__PROBLEM__
Count the lines below that contain the word "Address" and give only the number.

(Items from a data source)
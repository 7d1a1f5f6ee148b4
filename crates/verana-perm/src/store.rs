//! # Permission Store
//!
//! In-memory arena of permission rows and permission sessions, plus the
//! per-entity-type id counters.
//!
//! Maps are `BTreeMap` so every walk over the store visits rows in id order
//! and all nodes replaying a block see the same iteration sequence. The
//! store is `Clone`; the keeper snapshots it before each transaction and
//! restores the snapshot on abort.

use std::collections::BTreeMap;

use verana_core::PermissionId;

use crate::error::PermError;
use crate::types::{Permission, PermissionSession};

/// Counter key for permission ids.
pub const PERMISSION_COUNTER: &str = "permission";

/// Keyed permission and session records with a monotonic id allocator.
#[derive(Debug, Clone, Default)]
pub struct PermissionStore {
    permissions: BTreeMap<PermissionId, Permission>,
    sessions: BTreeMap<String, PermissionSession>,
    counters: BTreeMap<String, u64>,
}

impl PermissionStore {
    /// Create an empty store.
    pub fn new() -> Self {
        Self::default()
    }

    // ── id allocation ──

    /// Allocate the next id for `entity`. Ids start at 1 and never repeat.
    pub fn allocate_id(&mut self, entity: &str) -> Result<u64, PermError> {
        let counter = self.counters.entry(entity.to_string()).or_insert(0);
        let next = counter
            .checked_add(1)
            .ok_or(PermError::AmountOverflow("id counter"))?;
        *counter = next;
        Ok(next)
    }

    /// Allocate a permission id.
    pub fn next_permission_id(&mut self) -> Result<PermissionId, PermError> {
        self.allocate_id(PERMISSION_COUNTER).map(PermissionId)
    }

    /// Current value of a counter (the last id handed out, 0 if none).
    pub fn counter(&self, entity: &str) -> u64 {
        self.counters.get(entity).copied().unwrap_or(0)
    }

    // ── permissions ──

    /// Retrieve a permission by id.
    pub fn get(&self, id: PermissionId) -> Option<&Permission> {
        self.permissions.get(&id)
    }

    /// Retrieve a permission or fail with `PermissionNotFound`.
    pub fn require(&self, id: PermissionId) -> Result<&Permission, PermError> {
        self.get(id).ok_or(PermError::PermissionNotFound(id))
    }

    /// Insert or overwrite a row, returning the previous value.
    pub fn insert(&mut self, perm: Permission) -> Option<Permission> {
        self.permissions.insert(perm.id, perm)
    }

    /// Read-validate-update a row in place.
    ///
    /// Returns `PermissionNotFound` if the row is missing, otherwise the
    /// closure's result. A closure that fails must leave the row untouched
    /// or rely on the keeper's rollback.
    pub fn try_update<R>(
        &mut self,
        id: PermissionId,
        f: impl FnOnce(&mut Permission) -> Result<R, PermError>,
    ) -> Result<R, PermError> {
        let perm = self
            .permissions
            .get_mut(&id)
            .ok_or(PermError::PermissionNotFound(id))?;
        f(perm)
    }

    /// All permissions in id order.
    pub fn permissions(&self) -> impl Iterator<Item = &Permission> {
        self.permissions.values()
    }

    /// All permissions of a schema in id order.
    pub fn permissions_for_schema(&self, schema_id: u64) -> impl Iterator<Item = &Permission> {
        self.permissions
            .values()
            .filter(move |p| p.schema_id == schema_id)
    }

    /// Number of permission rows.
    pub fn len(&self) -> usize {
        self.permissions.len()
    }

    /// Whether no permission has been stored.
    pub fn is_empty(&self) -> bool {
        self.permissions.is_empty()
    }

    // ── sessions ──

    /// Retrieve a session by id.
    pub fn session(&self, id: &str) -> Option<&PermissionSession> {
        self.sessions.get(id)
    }

    /// Insert or overwrite a session.
    pub fn put_session(&mut self, session: PermissionSession) {
        self.sessions.insert(session.id.clone(), session);
    }

    /// All sessions in id order.
    pub fn sessions(&self) -> impl Iterator<Item = &PermissionSession> {
        self.sessions.values()
    }
}

#[cfg(test)]
mod tests {
    use super::*;
    use crate::types::PermissionType;
    use verana_core::{Address, Did, Timestamp};

    fn row(id: u64, schema_id: u64) -> Permission {
        Permission::new(
            PermissionId(id),
            schema_id,
            PermissionType::Holder,
            Did::new("did:example:holder").unwrap(),
            Address::new("verana1qqqqqqqq").unwrap(),
            Timestamp::parse("2026-01-01T00:00:00Z").unwrap(),
        )
    }

    #[test]
    fn test_allocate_is_monotonic_per_entity() {
        let mut store = PermissionStore::new();
        assert_eq!(store.next_permission_id().unwrap(), PermissionId(1));
        assert_eq!(store.next_permission_id().unwrap(), PermissionId(2));
        assert_eq!(store.allocate_id("other").unwrap(), 1);
        assert_eq!(store.counter(PERMISSION_COUNTER), 2);
        assert_eq!(store.counter("unused"), 0);
    }

    #[test]
    fn test_require_missing() {
        let store = PermissionStore::new();
        assert!(matches!(
            store.require(PermissionId(5)),
            Err(PermError::PermissionNotFound(PermissionId(5)))
        ));
    }

    #[test]
    fn test_try_update_mutates_in_place() {
        let mut store = PermissionStore::new();
        store.insert(row(1, 10));
        store
            .try_update(PermissionId(1), |p| {
                p.deposit += 7;
                Ok(())
            })
            .unwrap();
        assert_eq!(store.require(PermissionId(1)).unwrap().deposit, 7);
        assert!(store.try_update(PermissionId(2), |_| Ok(())).is_err());
    }

    #[test]
    fn test_schema_filter_is_id_ordered() {
        let mut store = PermissionStore::new();
        store.insert(row(3, 10));
        store.insert(row(1, 10));
        store.insert(row(2, 11));
        let ids: Vec<u64> = store.permissions_for_schema(10).map(|p| p.id.0).collect();
        assert_eq!(ids, vec![1, 3]);
        assert_eq!(store.len(), 3);
    }

    #[test]
    fn test_snapshot_is_independent() {
        let mut store = PermissionStore::new();
        store.insert(row(1, 10));
        let snapshot = store.clone();
        store.insert(row(2, 10));
        assert_eq!(snapshot.len(), 1);
        assert_eq!(store.len(), 2);
    }
}
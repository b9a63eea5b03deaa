//! Subscription table.
//!
//! Tracks the single wire subscription backing each topic on the current
//! connection, plus the reverse index used to resolve inbound MESSAGE
//! frames back to their topic. Entries live strictly within one
//! connection's lifetime: the whole table is cleared on disconnect and
//! rebuilt by replay.

use crate::topic::Topic;
use dashmap::DashMap;
use std::sync::atomic::{AtomicU64, Ordering};

/// Opaque wire subscription handle.
pub type SubscriptionId = String;

static NEXT_SUBSCRIPTION: AtomicU64 = AtomicU64::new(0);

/// Generate a fresh subscription handle, unique for the process lifetime.
#[must_use]
pub fn next_subscription_id() -> SubscriptionId {
    let n = NEXT_SUBSCRIPTION.fetch_add(1, Ordering::Relaxed);
    format!("sub-{n}")
}

/// One wire subscription: the handle sent to the broker and the destination
/// it was opened on.
#[derive(Debug, Clone)]
pub struct WireSubscription {
    /// Subscription handle, echoed back on MESSAGE frames.
    pub id: SubscriptionId,
    /// Destination path the subscription was opened on.
    pub destination: String,
}

/// Table of wire subscriptions, at most one per topic.
#[derive(Default)]
pub struct SubscriptionTable {
    by_topic: DashMap<Topic, WireSubscription>,
    by_id: DashMap<SubscriptionId, Topic>,
}

impl SubscriptionTable {
    /// Create an empty table.
    #[must_use]
    pub fn new() -> Self {
        Self::default()
    }

    /// Record a new wire subscription for a topic.
    ///
    /// Returns the fresh handle, or `None` if the topic already has one
    /// (the existing subscription is shared, no duplicate wire traffic).
    pub fn open(&self, topic: &str, destination: &str) -> Option<SubscriptionId> {
        if self.by_topic.contains_key(topic) {
            return None;
        }

        let id = next_subscription_id();
        self.by_topic.insert(
            topic.to_string(),
            WireSubscription {
                id: id.clone(),
                destination: destination.to_string(),
            },
        );
        self.by_id.insert(id.clone(), topic.to_string());
        Some(id)
    }

    /// Remove the wire subscription for a topic, if any.
    pub fn close(&self, topic: &str) -> Option<WireSubscription> {
        let (_, sub) = self.by_topic.remove(topic)?;
        self.by_id.remove(&sub.id);
        Some(sub)
    }

    /// Resolve a subscription handle back to its topic.
    #[must_use]
    pub fn topic_for(&self, id: &str) -> Option<Topic> {
        self.by_id.get(id).map(|t| t.clone())
    }

    /// Check if a topic has a wire subscription.
    #[must_use]
    pub fn contains(&self, topic: &str) -> bool {
        self.by_topic.contains_key(topic)
    }

    /// All topics with a live wire subscription.
    #[must_use]
    pub fn topics(&self) -> Vec<Topic> {
        self.by_topic.iter().map(|e| e.key().clone()).collect()
    }

    /// Drop every entry (connection went away). Returns how many were
    /// cleared.
    pub fn clear(&self) -> usize {
        let count = self.by_topic.len();
        self.by_topic.clear();
        self.by_id.clear();
        count
    }

    /// Number of live wire subscriptions.
    #[must_use]
    pub fn len(&self) -> usize {
        self.by_topic.len()
    }

    /// Check if the table is empty.
    #[must_use]
    pub fn is_empty(&self) -> bool {
        self.by_topic.is_empty()
    }
}

#[cfg(test)]
mod tests {
    use super::*;

    #[test]
    fn test_at_most_one_per_topic() {
        let table = SubscriptionTable::new();

        let id = table.open("status_C1001", "/topic/consultation/status/C1001");
        assert!(id.is_some());

        // Second open for the same topic is a no-op.
        assert!(table
            .open("status_C1001", "/topic/consultation/status/C1001")
            .is_none());
        assert_eq!(table.len(), 1);
    }

    #[test]
    fn test_resolve_and_close() {
        let table = SubscriptionTable::new();

        let id = table.open("updates", "/topic/updates").unwrap();
        assert_eq!(table.topic_for(&id), Some("updates".to_string()));

        let sub = table.close("updates").unwrap();
        assert_eq!(sub.id, id);
        assert_eq!(sub.destination, "/topic/updates");
        assert!(table.topic_for(&id).is_none());
        assert!(table.close("updates").is_none());
    }

    #[test]
    fn test_clear() {
        let table = SubscriptionTable::new();
        let id_a = table.open("a", "/topic/a").unwrap();
        table.open("b", "/topic/b").unwrap();

        assert_eq!(table.clear(), 2);
        assert!(table.is_empty());
        assert!(table.topic_for(&id_a).is_none());
    }

    #[test]
    fn test_handles_are_unique() {
        let table = SubscriptionTable::new();
        let id_a = table.open("a", "/topic/a").unwrap();
        let id_b = table.open("b", "/topic/b").unwrap();
        assert_ne!(id_a, id_b);
    }
}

__OUTPUT OF THE EXERCISE__
2